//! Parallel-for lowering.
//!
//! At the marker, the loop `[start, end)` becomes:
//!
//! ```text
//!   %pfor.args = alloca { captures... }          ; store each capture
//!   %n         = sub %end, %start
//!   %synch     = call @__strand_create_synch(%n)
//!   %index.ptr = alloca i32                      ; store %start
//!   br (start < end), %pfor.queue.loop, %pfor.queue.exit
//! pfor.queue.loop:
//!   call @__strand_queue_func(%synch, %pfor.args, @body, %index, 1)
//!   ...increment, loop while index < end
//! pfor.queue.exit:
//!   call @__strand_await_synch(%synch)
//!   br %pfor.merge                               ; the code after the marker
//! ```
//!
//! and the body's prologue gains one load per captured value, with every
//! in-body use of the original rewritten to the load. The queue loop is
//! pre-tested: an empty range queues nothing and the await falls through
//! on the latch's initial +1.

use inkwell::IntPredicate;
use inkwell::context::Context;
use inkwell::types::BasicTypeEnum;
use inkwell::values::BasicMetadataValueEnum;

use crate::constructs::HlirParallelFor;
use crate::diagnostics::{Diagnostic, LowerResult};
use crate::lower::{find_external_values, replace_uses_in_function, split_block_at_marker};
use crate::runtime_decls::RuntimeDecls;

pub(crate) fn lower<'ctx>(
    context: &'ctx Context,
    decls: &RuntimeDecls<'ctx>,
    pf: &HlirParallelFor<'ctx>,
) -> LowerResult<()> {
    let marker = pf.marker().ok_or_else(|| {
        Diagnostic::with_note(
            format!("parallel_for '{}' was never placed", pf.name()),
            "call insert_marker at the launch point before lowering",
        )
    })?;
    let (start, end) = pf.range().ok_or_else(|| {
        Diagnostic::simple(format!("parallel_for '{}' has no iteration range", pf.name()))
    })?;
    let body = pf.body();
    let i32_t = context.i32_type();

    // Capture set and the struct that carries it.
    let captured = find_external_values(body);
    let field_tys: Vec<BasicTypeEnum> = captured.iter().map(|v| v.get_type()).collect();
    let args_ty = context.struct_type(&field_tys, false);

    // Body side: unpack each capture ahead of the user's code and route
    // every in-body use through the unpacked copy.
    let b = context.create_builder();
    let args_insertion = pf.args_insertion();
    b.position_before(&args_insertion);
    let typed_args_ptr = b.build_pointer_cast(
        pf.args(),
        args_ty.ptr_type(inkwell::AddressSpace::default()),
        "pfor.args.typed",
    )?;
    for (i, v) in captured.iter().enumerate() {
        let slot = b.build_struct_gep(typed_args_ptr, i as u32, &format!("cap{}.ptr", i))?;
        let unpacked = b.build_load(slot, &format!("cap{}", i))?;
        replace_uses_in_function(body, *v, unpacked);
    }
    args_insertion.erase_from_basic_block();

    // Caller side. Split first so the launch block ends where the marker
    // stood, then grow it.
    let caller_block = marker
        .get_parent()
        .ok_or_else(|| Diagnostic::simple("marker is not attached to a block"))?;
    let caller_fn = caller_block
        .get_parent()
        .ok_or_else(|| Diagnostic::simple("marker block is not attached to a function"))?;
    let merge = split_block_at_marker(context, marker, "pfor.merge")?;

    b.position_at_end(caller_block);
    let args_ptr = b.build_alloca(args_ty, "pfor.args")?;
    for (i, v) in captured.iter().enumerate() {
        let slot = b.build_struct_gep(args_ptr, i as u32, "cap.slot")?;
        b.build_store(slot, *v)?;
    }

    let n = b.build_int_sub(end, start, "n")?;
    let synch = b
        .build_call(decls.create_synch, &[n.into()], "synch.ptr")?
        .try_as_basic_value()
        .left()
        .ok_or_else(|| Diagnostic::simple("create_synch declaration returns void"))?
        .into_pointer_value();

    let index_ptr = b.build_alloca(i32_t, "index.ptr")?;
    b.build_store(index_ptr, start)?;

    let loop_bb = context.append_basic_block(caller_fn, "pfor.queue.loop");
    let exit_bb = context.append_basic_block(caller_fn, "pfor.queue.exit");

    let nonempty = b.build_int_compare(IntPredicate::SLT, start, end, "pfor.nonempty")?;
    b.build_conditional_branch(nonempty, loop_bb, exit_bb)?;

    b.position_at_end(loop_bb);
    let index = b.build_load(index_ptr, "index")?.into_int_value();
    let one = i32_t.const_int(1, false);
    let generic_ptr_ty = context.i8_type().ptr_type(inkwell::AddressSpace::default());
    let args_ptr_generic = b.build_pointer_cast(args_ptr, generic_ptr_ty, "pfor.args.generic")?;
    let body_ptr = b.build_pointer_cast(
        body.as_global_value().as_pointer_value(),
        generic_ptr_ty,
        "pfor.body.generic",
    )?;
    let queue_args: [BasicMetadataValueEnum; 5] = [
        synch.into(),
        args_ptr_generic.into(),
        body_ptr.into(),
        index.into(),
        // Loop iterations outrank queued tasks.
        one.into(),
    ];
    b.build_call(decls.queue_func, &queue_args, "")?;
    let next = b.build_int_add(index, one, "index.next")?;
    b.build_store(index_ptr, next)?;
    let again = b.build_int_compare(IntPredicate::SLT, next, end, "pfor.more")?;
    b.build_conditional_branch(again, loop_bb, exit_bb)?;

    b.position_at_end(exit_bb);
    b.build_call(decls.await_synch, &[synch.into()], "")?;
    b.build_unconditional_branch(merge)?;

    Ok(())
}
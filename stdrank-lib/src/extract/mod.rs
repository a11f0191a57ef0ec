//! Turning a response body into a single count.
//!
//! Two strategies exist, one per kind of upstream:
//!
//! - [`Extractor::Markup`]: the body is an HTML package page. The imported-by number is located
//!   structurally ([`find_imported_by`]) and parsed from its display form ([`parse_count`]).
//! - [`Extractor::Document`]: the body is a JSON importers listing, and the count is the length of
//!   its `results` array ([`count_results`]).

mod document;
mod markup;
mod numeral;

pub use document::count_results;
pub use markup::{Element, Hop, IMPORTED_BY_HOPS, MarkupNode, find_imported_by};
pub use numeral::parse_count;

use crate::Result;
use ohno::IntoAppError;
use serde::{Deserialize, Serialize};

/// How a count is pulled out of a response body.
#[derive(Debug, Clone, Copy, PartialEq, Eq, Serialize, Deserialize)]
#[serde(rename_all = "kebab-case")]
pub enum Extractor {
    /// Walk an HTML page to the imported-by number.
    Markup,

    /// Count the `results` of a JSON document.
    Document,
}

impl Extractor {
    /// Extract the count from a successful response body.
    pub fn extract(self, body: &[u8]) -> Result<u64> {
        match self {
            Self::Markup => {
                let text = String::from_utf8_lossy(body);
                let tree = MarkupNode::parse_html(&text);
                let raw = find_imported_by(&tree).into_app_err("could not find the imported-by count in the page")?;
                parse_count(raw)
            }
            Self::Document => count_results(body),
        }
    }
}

■ **Task description**: Repeat the listing above in full, exactly as given.

■ **Written answer**:
//! Parallel-for lowering.
//!
//! At the marker, the loop `[start, end)` becomes:
//!
//! ```text
//!   %pfor.args = alloca { captures... }          ; store each capture
//!   %n         = sub %end, %start
//!   %synch     = call @__strand_create_synch(%n)
//!   %index.ptr = alloca i32                      ; store %start
//!   br (start < end), %pfor.queue.loop, %pfor.queue.exit
//! pfor.queue.loop:
//!   call @__strand_queue_func(%synch, %pfor.args, @body, %index, 1)
//!   ...increment, loop while index < end
//! pfor.queue.exit:
//!   call @__strand_await_synch(%synch)
//!   br %pfor.merge                               ; the code after the marker
//! ```
//!
//! and the body's prologue gains one load per captured value, with every
//! in-body use of the original rewritten to the load. The queue loop is
//! pre-tested: an empty range queues nothing and the await falls through
//! on the latch's initial +1.

use inkwell::IntPredicate;
use inkwell::context::Context;
use inkwell::types::BasicTypeEnum;
use inkwell::values::BasicMetadataValueEnum;

use crate::constructs::HlirParallelFor;
use crate::diagnostics::{Diagnostic, LowerResult};
use crate::lower::{find_external_values, replace_uses_in_function, split_block_at_marker};
use crate::runtime_decls::RuntimeDecls;

pub(crate) fn lower<'ctx>(
    context: &'ctx Context,
    decls: &RuntimeDecls<'ctx>,
    pf: &HlirParallelFor<'ctx>,
) -> LowerResult<()> {
    let marker = pf.marker().ok_or_else(|| {
        Diagnostic::with_note(
            format!("parallel_for '{}' was never placed", pf.name()),
            "call insert_marker at the launch point before lowering",
        )
    })?;
    let (start, end) = pf.range().ok_or_else(|| {
        Diagnostic::simple(format!("parallel_for '{}' has no iteration range", pf.name()))
    })?;
    let body = pf.body();
    let i32_t = context.i32_type();

    // Capture set and the struct that carries it.
    let captured = find_external_values(body);
    let field_tys: Vec<BasicTypeEnum> = captured.iter().map(|v| v.get_type()).collect();
    let args_ty = context.struct_type(&field_tys, false);

    // Body side: unpack each capture ahead of the user's code and route
    // every in-body use through the unpacked copy.
    let b = context.create_builder();
    let args_insertion = pf.args_insertion();
    b.position_before(&args_insertion);
    let typed_args_ptr = b.build_pointer_cast(
        pf.args(),
        args_ty.ptr_type(inkwell::AddressSpace::default()),
        "pfor.args.typed",
    )?;
    for (i, v) in captured.iter().enumerate() {
        let slot = b.build_struct_gep(typed_args_ptr, i as u32, &format!("cap{}.ptr", i))?;
        let unpacked = b.build_load(slot, &format!("cap{}", i))?;
        replace_uses_in_function(body, *v, unpacked);
    }
    args_insertion.erase_from_basic_block();

    // Caller side. Split first so the launch block ends where the marker
    // stood, then grow it.
    let caller_block = marker
        .get_parent()
        .ok_or_else(|| Diagnostic::simple("marker is not attached to a block"))?;
    let caller_fn = caller_block
        .get_parent()
        .ok_or_else(|| Diagnostic::simple("marker block is not attached to a function"))?;
    let merge = split_block_at_marker(context, marker, "pfor.merge")?;

    b.position_at_end(caller_block);
    let args_ptr = b.build_alloca(args_ty, "pfor.args")?;
    for (i, v) in captured.iter().enumerate() {
        let slot = b.build_struct_gep(args_ptr, i as u32, "cap.slot")?;
        b.build_store(slot, *v)?;
    }

    let n = b.build_int_sub(end, start, "n")?;
    let synch = b
        .build_call(decls.create_synch, &[n.into()], "synch.ptr")?
        .try_as_basic_value()
        .left()
        .ok_or_else(|| Diagnostic::simple("create_synch declaration returns void"))?
        .into_pointer_value();

    let index_ptr = b.build_alloca(i32_t, "index.ptr")?;
    b.build_store(index_ptr, start)?;

    let loop_bb = context.append_basic_block(caller_fn, "pfor.queue.loop");
    let exit_bb = context.append_basic_block(caller_fn, "pfor.queue.exit");

    let nonempty = b.build_int_compare(IntPredicate::SLT, start, end, "pfor.nonempty")?;
    b.build_conditional_branch(nonempty, loop_bb, exit_bb)?;

    b.position_at_end(loop_bb);
    let index = b.build_load(index_ptr, "index")?.into_int_value();
    let one = i32_t.const_int(1, false);
    let generic_ptr_ty = context.i8_type().ptr_type(inkwell::AddressSpace::default());
    let args_ptr_generic = b.build_pointer_cast(args_ptr, generic_ptr_ty, "pfor.args.generic")?;
    let body_ptr = b.build_pointer_cast(
        body.as_global_value().as_pointer_value(),
        generic_ptr_ty,
        "pfor.body.generic",
    )?;
    let queue_args: [BasicMetadataValueEnum; 5] = [
        synch.into(),
        args_ptr_generic.into(),
        body_ptr.into(),
        index.into(),
        // Loop iterations outrank queued tasks.
        one.into(),
    ];
    b.build_call(decls.queue_func, &queue_args, "")?;
    let next = b.build_int_add(index, one, "index.next")?;
    b.build_store(index_ptr, next)?;
    let again = b.build_int_compare(IntPredicate::SLT, next, end, "pfor.more")?;
    b.build_conditional_branch(again, loop_bb, exit_bb)?;

    b.position_at_end(exit_bb);
    b.build_call(decls.await_synch, &[synch.into()], "")?;
    b.build_unconditional_branch(merge)?;

    Ok(())
}
filename stdrank-lib/src/extract/mod.rs
repository a11f0191a57ef0ec
//! Turning a response body into a single count.
//!
//! Two strategies exist, one per kind of upstream:
//!
//! - [`Extractor::Markup`]: the body is an HTML package page. The imported-by number is located
//!   structurally ([`find_imported_by`]) and parsed from its display form ([`parse_count`]).
//! - [`Extractor::Document`]: the body is a JSON importers listing, and the count is the length of
//!   its `results` array ([`count_results`]).

mod document;
mod markup;
mod numeral;

pub use document::count_results;
pub use markup::{Element, Hop, IMPORTED_BY_HOPS, MarkupNode, find_imported_by};
pub use numeral::parse_count;

use crate::Result;
use ohno::IntoAppError;
use serde::{Deserialize, Serialize};

/// How a count is pulled out of a response body.
#[derive(Debug, Clone, Copy, PartialEq, Eq, Serialize, Deserialize)]
#[serde(rename_all = "kebab-case")]
pub enum Extractor {
    /// Walk an HTML page to the imported-by number.
    Markup,

    /// Count the `results` of a JSON document.
    Document,
}

impl Extractor {
    /// Extract the count from a successful response body.
    pub fn extract(self, body: &[u8]) -> Result<u64> {
        match self {
            Self::Markup => {
                let text = String::from_utf8_lossy(body);
                let tree = MarkupNode::parse_html(&text);
                let raw = find_imported_by(&tree).into_app_err("could not find the imported-by count in the page")?;
                parse_count(raw)
            }
            Self::Document => count_results(body),
        }
    }
}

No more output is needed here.